Вы один из немногих, кто может с полным основанием, максимальной осведомленностью и духовным проникновением рассказывать о русской музыке на французском языке сегодня. Расскажите о Ваших книгах.
Я уже говорил о моих книгах о Чайковском. Хронологически они не первые на французском языке, но смею думать, первыми вышли за рамки легкой популяризации, так как основаны на материале первоисточников. В 2006 году я опубликовал «Историю русской музыки, от истоков до Революции» (существует книга, посвященная следующему периоду, т.е. советской музыке, моего бельгийского коллеги Франца Лемера «Русская судьба и музыка»). Для меня было особенно важно сделать полный обзор эволюции русской музыки на фоне истории России, в частности XVI-XVIII веков. О началах русского церковного многоголосия, о партесном пении, о петровских кантах, на французском языке почти ничего не существовало. В книге около 800 страниц, и Глинка появляется лишь на 217-й! Отдельные главы, кроме композиторов и музыкальных форм, посвящены исполнительским школам фортепиано, скрипки и виолончели, музыкальным издательствам и прессе, музыкальному театру и конечно народному и церковному пению и их исследованию. А в 2012 г. в рамках фестиваля «Les Folles journées de Nantes» (Безумные дни в Нанте) посвященного в том году русской музыке, вышла моя небольшая книжка «La musique en Russie depuis 1850» (Музыка в России после 1850 г.). Это в основном конспект из соответствующих глав предыдущей книги, но с продолжением в советское время, вплоть до поколения Денисова, Шнитке, Губайдулиной...
Кроме того, довольно значительное место в моей деятельности занимает работа переводчика. Начал я в 1980 г. с нашумевшей книги Соломона Волкова «Свидетельство. Воспоминания Дмитрия Шостаковича».* Перевел немало оперных либретто для CD буклетов, и разных статей. А в 2008 г. по случаю столетия со дня кончины Римского-Корсакова осуществил первый полный французский перевод «Летописи моей музыкальной жизни» (до того существовало два частичных перевода).
Что Вы можете сказать о Ваших предшественниках. Какие тексты о русской музыке, написанные на французском языке влияли на французов в XIX веке? Ц. Кюи? Степень его влияния?

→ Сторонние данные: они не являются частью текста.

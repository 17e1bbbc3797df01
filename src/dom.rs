use std::cell::Cell;
use std::rc::Rc;

use js_sys::{Function, Reflect};
use wasm_bindgen::JsCast;
use wasm_bindgen::prelude::*;
use web_sys::{AddEventListenerOptions, Document, Event, EventTarget, HtmlElement, NodeList, Window};

use crate::config::Config;

pub fn window() -> Window {
    web_sys::window().expect("missing window")
}

pub fn document() -> Result<Document, JsValue> {
    window()
        .document()
        .ok_or_else(|| JsValue::from_str("Missing document"))
}

pub fn js_value_to_string(value: &JsValue) -> String {
    value.as_string().unwrap_or_else(|| format!("{:?}", value))
}

pub fn js_function(target: &JsValue, name: &str) -> Result<Function, String> {
    Reflect::get(target, &JsValue::from_str(name))
        .map_err(|err| js_value_to_string(&err))?
        .dyn_into::<Function>()
        .map_err(|_| format!("{} missing", name))
}

pub fn has_global(name: &str) -> bool {
    Reflect::has(&window(), &JsValue::from_str(name)).unwrap_or(false)
}

pub fn log(message: &str) {
    web_sys::console::log_1(&JsValue::from_str(message));
}

pub fn debug(config: &Config, message: &str) {
    if config.debug {
        web_sys::console::log_1(&JsValue::from_str(&format!("[webgis] {}", message)));
    }
}

pub fn viewport_width() -> f64 {
    window()
        .inner_width()
        .ok()
        .and_then(|v| v.as_f64())
        .unwrap_or(0.0)
}

pub fn viewport_height() -> f64 {
    window()
        .inner_height()
        .ok()
        .and_then(|v| v.as_f64())
        .unwrap_or(0.0)
}

pub fn collect<T: JsCast>(list: NodeList) -> Vec<T> {
    (0..list.length())
        .filter_map(|i| list.item(i))
        .filter_map(|node| node.dyn_into::<T>().ok())
        .collect()
}

pub fn query_all<T: JsCast>(document: &Document, selector: &str) -> Vec<T> {
    match document.query_selector_all(selector) {
        Ok(list) => collect(list),
        Err(_) => Vec::new(),
    }
}

pub fn query<T: JsCast>(document: &Document, selector: &str) -> Option<T> {
    document
        .query_selector(selector)
        .ok()
        .flatten()
        .and_then(|el| el.dyn_into::<T>().ok())
}

pub fn header_height(document: &Document) -> f64 {
    query::<HtmlElement>(document, "header")
        .map(|header| header.offset_height() as f64)
        .unwrap_or(0.0)
}

pub fn listen<F>(target: &EventTarget, event: &str, handler: F) -> Result<(), JsValue>
where
    F: FnMut(Event) + 'static,
{
    let closure = Closure::wrap(Box::new(handler) as Box<dyn FnMut(Event)>);
    target.add_event_listener_with_callback(event, closure.as_ref().unchecked_ref())?;
    closure.forget();
    Ok(())
}

pub fn listen_passive<F>(target: &EventTarget, event: &str, handler: F) -> Result<(), JsValue>
where
    F: FnMut(Event) + 'static,
{
    let options = AddEventListenerOptions::new();
    options.set_passive(true);

    let closure = Closure::wrap(Box::new(handler) as Box<dyn FnMut(Event)>);
    target.add_event_listener_with_callback_and_add_event_listener_options(
        event,
        closure.as_ref().unchecked_ref(),
        &options,
    )?;
    closure.forget();
    Ok(())
}

pub fn set_timeout_once<F>(delay_ms: i32, callback: F) -> Result<i32, JsValue>
where
    F: FnOnce() + 'static,
{
    let callback = Closure::once_into_js(callback);
    window().set_timeout_with_callback_and_timeout_and_arguments_0(
        callback.unchecked_ref(),
        delay_ms,
    )
}

/// Trailing-edge debounce over `setTimeout`: each `schedule` cancels the
/// pending call and restarts the delay.
pub struct Debouncer {
    delay_ms: i32,
    handle: Rc<Cell<Option<i32>>>,
    callback: Closure<dyn FnMut()>,
}

impl Debouncer {
    pub fn new<F>(delay_ms: i32, mut callback: F) -> Self
    where
        F: FnMut() + 'static,
    {
        let handle: Rc<Cell<Option<i32>>> = Rc::new(Cell::new(None));
        let handle_cb = Rc::clone(&handle);
        let callback = Closure::wrap(Box::new(move || {
            handle_cb.set(None);
            callback();
        }) as Box<dyn FnMut()>);

        Self {
            delay_ms,
            handle,
            callback,
        }
    }

    pub fn schedule(&self) -> Result<(), JsValue> {
        self.cancel();
        let id = window().set_timeout_with_callback_and_timeout_and_arguments_0(
            self.callback.as_ref().unchecked_ref(),
            self.delay_ms,
        )?;
        self.handle.set(Some(id));
        Ok(())
    }

    pub fn cancel(&self) {
        if let Some(id) = self.handle.take() {
            window().clear_timeout_with_handle(id);
        }
    }
}
use wasm_bindgen::prelude::*;
use web_sys::{Document, Element, HtmlElement, ScrollBehavior, ScrollToOptions};

use crate::config::Config;
use crate::dom::{self, Debouncer};

#[derive(Clone, Copy, Debug, PartialEq)]
pub struct SectionBounds {
    pub top: f64,
    pub height: f64,
}

/// Index of the section containing `scroll_y`. Each section's window is
/// shifted up by the header height plus `lead_in`; the last match wins.
pub fn active_section(
    scroll_y: f64,
    header_height: f64,
    lead_in: f64,
    sections: &[SectionBounds],
) -> Option<usize> {
    sections
        .iter()
        .enumerate()
        .filter(|(_, bounds)| {
            let top = bounds.top - header_height - lead_in;
            scroll_y >= top && scroll_y < top + bounds.height
        })
        .map(|(index, _)| index)
        .last()
}

pub fn anchor_scroll_top(target_top: f64, header_height: f64, offset: f64) -> f64 {
    target_top - header_height - offset
}

fn section_bounds(section: &HtmlElement) -> SectionBounds {
    SectionBounds {
        top: section.offset_top() as f64,
        height: section.offset_height() as f64,
    }
}

pub fn update_active_link(
    document: &Document,
    config: &Config,
    sections: &[HtmlElement],
    links: &[Element],
) -> Option<String> {
    let scroll_y = dom::window().scroll_y().unwrap_or(0.0);
    let header = dom::header_height(document);
    let bounds: Vec<SectionBounds> = sections.iter().map(section_bounds).collect();

    let active_id = active_section(scroll_y, header, config.scroll_lead_in, &bounds)
        .map(|index| sections[index].id());
    let active_href = active_id.as_ref().map(|id| format!("#{}", id));

    for link in links {
        let _ = link.class_list().remove_1("active");
        if active_href.is_some() && link.get_attribute("href") == active_href {
            let _ = link.class_list().add_1("active");
        }
    }

    active_id
}

pub fn install_scroll_tracking(document: &Document, config: &Config) -> Result<(), JsValue> {
    let sections: Vec<HtmlElement> = dom::query_all(document, ".section[id]");
    let links: Vec<Element> = dom::query_all(document, "nav a[href^=\"#\"]");
    if sections.is_empty() || links.is_empty() {
        return Ok(());
    }

    let document_cb = document.clone();
    let config_cb = config.clone();
    let debouncer = Debouncer::new(config.scroll_debounce_ms, move || {
        let active = update_active_link(&document_cb, &config_cb, &sections, &links);
        dom::debug(&config_cb, &format!("active section: {:?}", active));
    });

    dom::listen_passive(&dom::window(), "scroll", move |_event| {
        let _ = debouncer.schedule();
    })
}

pub fn scroll_to_anchor(document: &Document, config: &Config, selector: &str) -> bool {
    let Some(target) = dom::query::<HtmlElement>(document, selector) else {
        return false;
    };

    let top = anchor_scroll_top(
        target.offset_top() as f64,
        dom::header_height(document),
        config.anchor_offset,
    );

    let options = ScrollToOptions::new();
    options.set_top(top);
    options.set_behavior(ScrollBehavior::Smooth);
    dom::window().scroll_to_with_scroll_to_options(&options);
    true
}

pub fn set_active_link(document: &Document, active: &Element) {
    for link in dom::query_all::<Element>(document, "nav a") {
        let _ = link.class_list().remove_1("active");
    }
    let _ = active.class_list().add_1("active");
}

#[cfg(test)]
mod tests {
    use super::*;

    fn sections() -> Vec<SectionBounds> {
        vec![
            SectionBounds { top: 200.0, height: 400.0 },
            SectionBounds { top: 600.0, height: 400.0 },
            SectionBounds { top: 1000.0, height: 600.0 },
        ]
    }

    #[test]
    fn picks_section_under_adjusted_offset() {
        let s = sections();
        // header 60 + lead-in 100: first section starts at 40.
        assert_eq!(active_section(0.0, 60.0, 100.0, &s), None);
        assert_eq!(active_section(40.0, 60.0, 100.0, &s), Some(0));
        assert_eq!(active_section(439.0, 60.0, 100.0, &s), Some(0));
        assert_eq!(active_section(440.0, 60.0, 100.0, &s), Some(1));
        assert_eq!(active_section(1439.0, 60.0, 100.0, &s), Some(2));
        assert_eq!(active_section(1440.0, 60.0, 100.0, &s), None);
    }

    #[test]
    fn overlapping_sections_resolve_to_the_last() {
        let s = vec![
            SectionBounds { top: 0.0, height: 1000.0 },
            SectionBounds { top: 300.0, height: 200.0 },
        ];
        assert_eq!(active_section(350.0, 0.0, 0.0, &s), Some(1));
        assert_eq!(active_section(600.0, 0.0, 0.0, &s), Some(0));
    }

    #[test]
    fn empty_section_list_has_no_active() {
        assert_eq!(active_section(100.0, 0.0, 100.0, &[]), None);
    }

    #[test]
    fn anchor_offset_clears_header() {
        assert_eq!(anchor_scroll_top(900.0, 80.0, 20.0), 800.0);
    }
}
use std::cell::RefCell;
use std::rc::Rc;

use wasm_bindgen::JsCast;
use wasm_bindgen::prelude::*;
use web_sys::{Document, TouchEvent};

use crate::config::Config;
use crate::dom;
use crate::nav::NavController;

#[derive(Clone, Copy, Debug, PartialEq, Eq)]
pub enum SwipeAction {
    Open,
    Close,
}

#[derive(Clone, Copy, Debug, Default, PartialEq)]
pub struct SwipeTracker {
    start_x: f64,
    start_y: f64,
    end_x: f64,
    end_y: f64,
}

impl SwipeTracker {
    pub fn begin(&mut self, x: f64, y: f64) {
        self.start_x = x;
        self.start_y = y;
    }

    pub fn finish(&mut self, x: f64, y: f64) -> (f64, f64) {
        self.end_x = x;
        self.end_y = y;
        (self.end_x - self.start_x, (self.end_y - self.start_y).abs())
    }
}

pub fn classify_swipe(
    dx: f64,
    dy: f64,
    menu_open: bool,
    viewport_width: f64,
    config: &Config,
) -> Option<SwipeAction> {
    if dy.abs() > config.max_swipe_vertical {
        return None;
    }

    if dx > config.min_swipe_distance && !menu_open && config.is_mobile_width(viewport_width) {
        Some(SwipeAction::Open)
    } else if dx < -config.min_swipe_distance && menu_open {
        Some(SwipeAction::Close)
    } else {
        None
    }
}

fn first_changed_touch(event: &web_sys::Event) -> Option<(f64, f64)> {
    let touch = event.dyn_ref::<TouchEvent>()?.changed_touches().item(0)?;
    Some((touch.client_x() as f64, touch.client_y() as f64))
}

pub fn install_touch_gestures(
    document: &Document,
    config: &Config,
    controller: Rc<NavController>,
) -> Result<(), JsValue> {
    let tracker = Rc::new(RefCell::new(SwipeTracker::default()));

    let tracker_start = Rc::clone(&tracker);
    dom::listen_passive(document, "touchstart", move |event| {
        if let Some((x, y)) = first_changed_touch(&event) {
            tracker_start.borrow_mut().begin(x, y);
        }
    })?;

    let config = config.clone();
    dom::listen_passive(document, "touchend", move |event| {
        let Some((x, y)) = first_changed_touch(&event) else {
            return;
        };
        let (dx, dy) = tracker.borrow_mut().finish(x, y);

        let action = classify_swipe(dx, dy, controller.is_open(), dom::viewport_width(), &config);
        if let Some(action) = action {
            dom::debug(&config, &format!("swipe {:?} (dx={}, dy={})", action, dx, dy));
            // Same path as a tap on the toggle.
            controller.toggle_button().click();
        }
    })
}

#[cfg(test)]
mod tests {
    use super::*;

    fn phone() -> f64 {
        375.0
    }

    #[test]
    fn horizontal_swipe_toggles() {
        let config = Config::default();
        assert_eq!(
            classify_swipe(60.0, 10.0, false, phone(), &config),
            Some(SwipeAction::Open)
        );
        assert_eq!(
            classify_swipe(-60.0, 10.0, true, phone(), &config),
            Some(SwipeAction::Close)
        );
    }

    #[test]
    fn steep_swipe_is_ignored() {
        let config = Config::default();
        assert_eq!(classify_swipe(60.0, 150.0, false, phone(), &config), None);
        assert_eq!(classify_swipe(-60.0, 150.0, true, phone(), &config), None);
    }

    #[test]
    fn short_swipe_is_ignored() {
        let config = Config::default();
        assert_eq!(classify_swipe(50.0, 0.0, false, phone(), &config), None);
        assert_eq!(classify_swipe(-50.0, 0.0, true, phone(), &config), None);
    }

    #[test]
    fn open_requires_mobile_width_but_close_does_not() {
        let config = Config::default();
        assert_eq!(classify_swipe(80.0, 0.0, false, 1024.0, &config), None);
        assert_eq!(
            classify_swipe(80.0, 0.0, false, 768.0, &config),
            Some(SwipeAction::Open)
        );
        assert_eq!(
            classify_swipe(-80.0, 0.0, true, 1024.0, &config),
            Some(SwipeAction::Close)
        );
    }

    #[test]
    fn swipe_matching_current_state_does_nothing() {
        let config = Config::default();
        assert_eq!(classify_swipe(80.0, 0.0, true, phone(), &config), None);
        assert_eq!(classify_swipe(-80.0, 0.0, false, phone(), &config), None);
    }

    #[test]
    fn tracker_reports_signed_dx_and_absolute_dy() {
        let mut tracker = SwipeTracker::default();
        tracker.begin(100.0, 300.0);
        assert_eq!(tracker.finish(40.0, 290.0), (-60.0, 10.0));
        tracker.begin(10.0, 10.0);
        assert_eq!(tracker.finish(70.0, 20.0), (60.0, 10.0));
    }
}
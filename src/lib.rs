pub mod api;
pub mod config;
pub mod dom;
pub mod enhance;
pub mod map_frame;
pub mod nav;
pub mod notify;
pub mod scroll;
pub mod touch;

use wasm_bindgen::prelude::*;
use web_sys::Document;

pub use config::Config;
pub use nav::NavController;

fn report(step: &str, result: Result<(), JsValue>) -> bool {
    match result {
        Ok(()) => true,
        Err(err) => {
            let message = format!("{} failed: {}", step, dom::js_value_to_string(&err));
            web_sys::console::error_1(&JsValue::from_str(&message));
            false
        }
    }
}

pub fn enhance_page(document: &Document, config: &Config) -> bool {
    let mut ok = true;

    let navigation = match nav::install_navigation(document, config) {
        Ok(controller) => controller,
        Err(err) => {
            ok &= report("navigation", Err(err));
            None
        }
    };
    ok &= report("map iframe", map_frame::install_map_loader(document, config));
    ok &= report("scroll tracking", scroll::install_scroll_tracking(document, config));

    ok &= report("images", enhance::optimize_images(document).map(|_| ()));
    ok &= report("section reveal", enhance::install_section_reveal(document));
    ok &= report("preload", enhance::preload_resources(document));
    ok &= report(
        "viewport height",
        enhance::install_viewport_height_fix(document, config),
    );

    if let Some(controller) = navigation {
        ok &= report(
            "touch gestures",
            touch::install_touch_gestures(document, config, controller),
        );
    }
    ok &= report(
        "mobile layout",
        enhance::install_mobile_optimizations(document, config),
    );
    ok &= report("accessibility", enhance::improve_accessibility(document));

    ok &= report("error handlers", notify::install_error_handlers(document, config));
    ok &= report(
        "progressive enhancement",
        enhance::apply_progressive_enhancement(document).map(|_| ()),
    );
    ok &= report(
        "smooth scroll polyfill",
        enhance::load_smooth_scroll_polyfill(document),
    );

    ok
}

#[wasm_bindgen(start)]
pub fn start() {
    console_error_panic_hook::set_once();

    if let Err(err) = start_impl() {
        web_sys::console::error_1(&err);
    }
}

fn start_impl() -> Result<(), JsValue> {
    let document = dom::document()?;
    let config = Config::from_location(&dom::window().location());

    let mut ok = enhance_page(&document, &config);
    ok &= report("global api", api::install_global_api().map(|_| ()));

    if ok {
        dom::log("WebGIS mobile optimizations initialized successfully");
    } else {
        notify::show_error_notification(&document, &config, notify::INIT_ERROR_MESSAGE)?;
    }

    Ok(())
}
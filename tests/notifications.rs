use js_sys::Promise;
use wasm_bindgen::JsCast;
use wasm_bindgen_futures::JsFuture;
use wasm_bindgen_test::*;
use web_sys::{Document, ErrorEvent, HtmlElement};
use webgis_mobile::{Config, notify};

wasm_bindgen_test_configure!(run_in_browser);

fn document() -> Document {
    web_sys::window()
        .expect("no window")
        .document()
        .expect("no document")
}

fn visible_notifications(document: &Document) -> u32 {
    document
        .query_selector_all(".error-notification")
        .expect("query notifications")
        .length()
}

async fn sleep(ms: i32) {
    let promise = Promise::new(&mut |resolve, _reject| {
        web_sys::window()
            .expect("no window")
            .set_timeout_with_callback_and_timeout_and_arguments_0(&resolve, ms)
            .expect("set timeout");
    });
    JsFuture::from(promise).await.expect("sleep");
}

#[wasm_bindgen_test]
async fn global_error_shows_one_notification_for_five_seconds() {
    let document = document();
    notify::install_error_handlers(&document, &Config::default()).expect("install handlers");

    let window = web_sys::window().expect("no window");
    let event = ErrorEvent::new("error").expect("error event");
    window.dispatch_event(&event).expect("dispatch");

    assert_eq!(visible_notifications(&document), 1);
    let text = document
        .query_selector(".error-notification span")
        .expect("query")
        .expect("message span")
        .text_content()
        .unwrap_or_default();
    assert_eq!(text, notify::SCRIPT_ERROR_MESSAGE);

    sleep(4500).await;
    assert_eq!(visible_notifications(&document), 1);

    sleep(700).await;
    assert_eq!(visible_notifications(&document), 0);
}

#[wasm_bindgen_test]
fn close_button_dismisses_notification() {
    let document = document();

    let notification = notify::show_error_notification(&document, &Config::default(), "Oops")
        .expect("show notification");
    assert_eq!(visible_notifications(&document), 1);

    let close = notification
        .query_selector("button")
        .expect("query")
        .expect("close button")
        .dyn_into::<HtmlElement>()
        .expect("html button");
    close.click();

    assert_eq!(visible_notifications(&document), 0);
}

#[wasm_bindgen_test]
fn newer_notification_replaces_older() {
    let document = document();
    let config = Config::default();

    notify::show_error_notification(&document, &config, "first").expect("first");
    notify::show_error_notification(&document, &config, "second").expect("second");

    assert_eq!(visible_notifications(&document), 1);
    let text = document
        .query_selector(".error-notification span")
        .expect("query")
        .expect("message span")
        .text_content();
    assert_eq!(text.as_deref(), Some("second"));
}

#[wasm_bindgen_test]
fn message_is_rendered_as_text() {
    let document = document();

    notify::show_error_notification(&document, &Config::default(), "<b>bold</b>")
        .expect("show notification");

    assert!(document
        .query_selector(".error-notification b")
        .expect("query")
        .is_none());
}
//! Request handlers, grouped by resource.

pub mod stock;
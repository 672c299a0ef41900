//! Integration tests for the health check endpoint and general HTTP behaviour.

mod common;

use axum::body::Body;
use axum::http::{Method, Request, StatusCode};
use common::{body_json, get};
use sqlx::PgPool;
use tower::ServiceExt;

#[sqlx::test(migrations = "../db/migrations")]
async fn health_check_returns_ok_with_json(pool: PgPool) {
    let app = common::build_test_app(pool);
    let response = get(app, "/health").await;

    assert_eq!(response.status(), StatusCode::OK);

    let json = body_json(response).await;

    assert_eq!(json["status"], "ok");
    assert!(json["version"].is_string());
    assert_eq!(json["db_healthy"], true);
}

#[sqlx::test(migrations = "../db/migrations")]
async fn unknown_route_returns_404(pool: PgPool) {
    let app = common::build_test_app(pool);
    let response = get(app, "/this-route-does-not-exist").await;

    assert_eq!(response.status(), StatusCode::NOT_FOUND);
}

#[sqlx::test(migrations = "../db/migrations")]
async fn response_contains_x_request_id_header(pool: PgPool) {
    let app = common::build_test_app(pool);
    let response = get(app, "/health").await;

    assert_eq!(response.status(), StatusCode::OK);

    let request_id = response.headers().get("x-request-id");
    assert!(
        request_id.is_some(),
        "Response must contain an x-request-id header"
    );

    // The value should be a valid UUID (36 chars with hyphens).
    let id_str = request_id.unwrap().to_str().unwrap();
    assert_eq!(id_str.len(), 36, "x-request-id should be a UUID string");
}

#[sqlx::test(migrations = "../db/migrations")]
async fn cors_preflight_returns_correct_headers(pool: PgPool) {
    let app = common::build_test_app(pool);

    // CORS preflight requires custom headers, so we build the request manually.
    let request = Request::builder()
        .method(Method::OPTIONS)
        .uri("/api/v1/stock/quantity")
        .header("Origin", "http://localhost:5173")
        .header("Access-Control-Request-Method", "GET")
        .header("Access-Control-Request-Headers", "content-type")
        .body(Body::empty())
        .unwrap();

    let response = app.oneshot(request).await.unwrap();

    assert_eq!(response.status(), StatusCode::OK);

    let headers = response.headers();

    let allow_origin = headers
        .get("access-control-allow-origin")
        .expect("Missing Access-Control-Allow-Origin header")
        .to_str()
        .unwrap();
    assert_eq!(allow_origin, "http://localhost:5173");

    let allow_methods = headers
        .get("access-control-allow-methods")
        .expect("Missing Access-Control-Allow-Methods header")
        .to_str()
        .unwrap();
    assert!(
        allow_methods.contains("GET"),
        "Allow-Methods should contain GET, got: {allow_methods}"
    );
}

Конечно «Музыка в России» Кюи, написанная по-французски, оказалась первой обстоятельной монографией на эту тему. Но о русской музыке часто писали во французской прессе и до того. Уже в 1840-х годах Адольф Адан, а затем Берлиоз, побывав в России, рассказывали о своих впечатлениях. Кстати сказать, в 1845 г. Берлиоз, помогавший Глинке устроить концерты в Париже, написал о нем хвалебную статью в «Journal des débats». Живо интересовались русской музыкой франко-бельгийский музыковед Фетис, и его последователи Артур Пужен, Альфред Брюно. В музыкальных журналах «Revue et Gazette musicale, Le Menestrel, L’Art musical» регулярно появлялись отчеты о музыкальной жизни в России и об исполнении русской музыки во Франции. В 1861 г. состоялось открытие Александро-Невского собора в Париже, при участии петербургского хора под управлением Григория Львовского. Особыми событиями стали серии концертов устроенные в рамках Международных выставок в Париже в 1878 и 1889 гг. — не говоря, конечно, о выступлениях Чайковского с оркестром Колонна. Все это было широко отмечено в прессе.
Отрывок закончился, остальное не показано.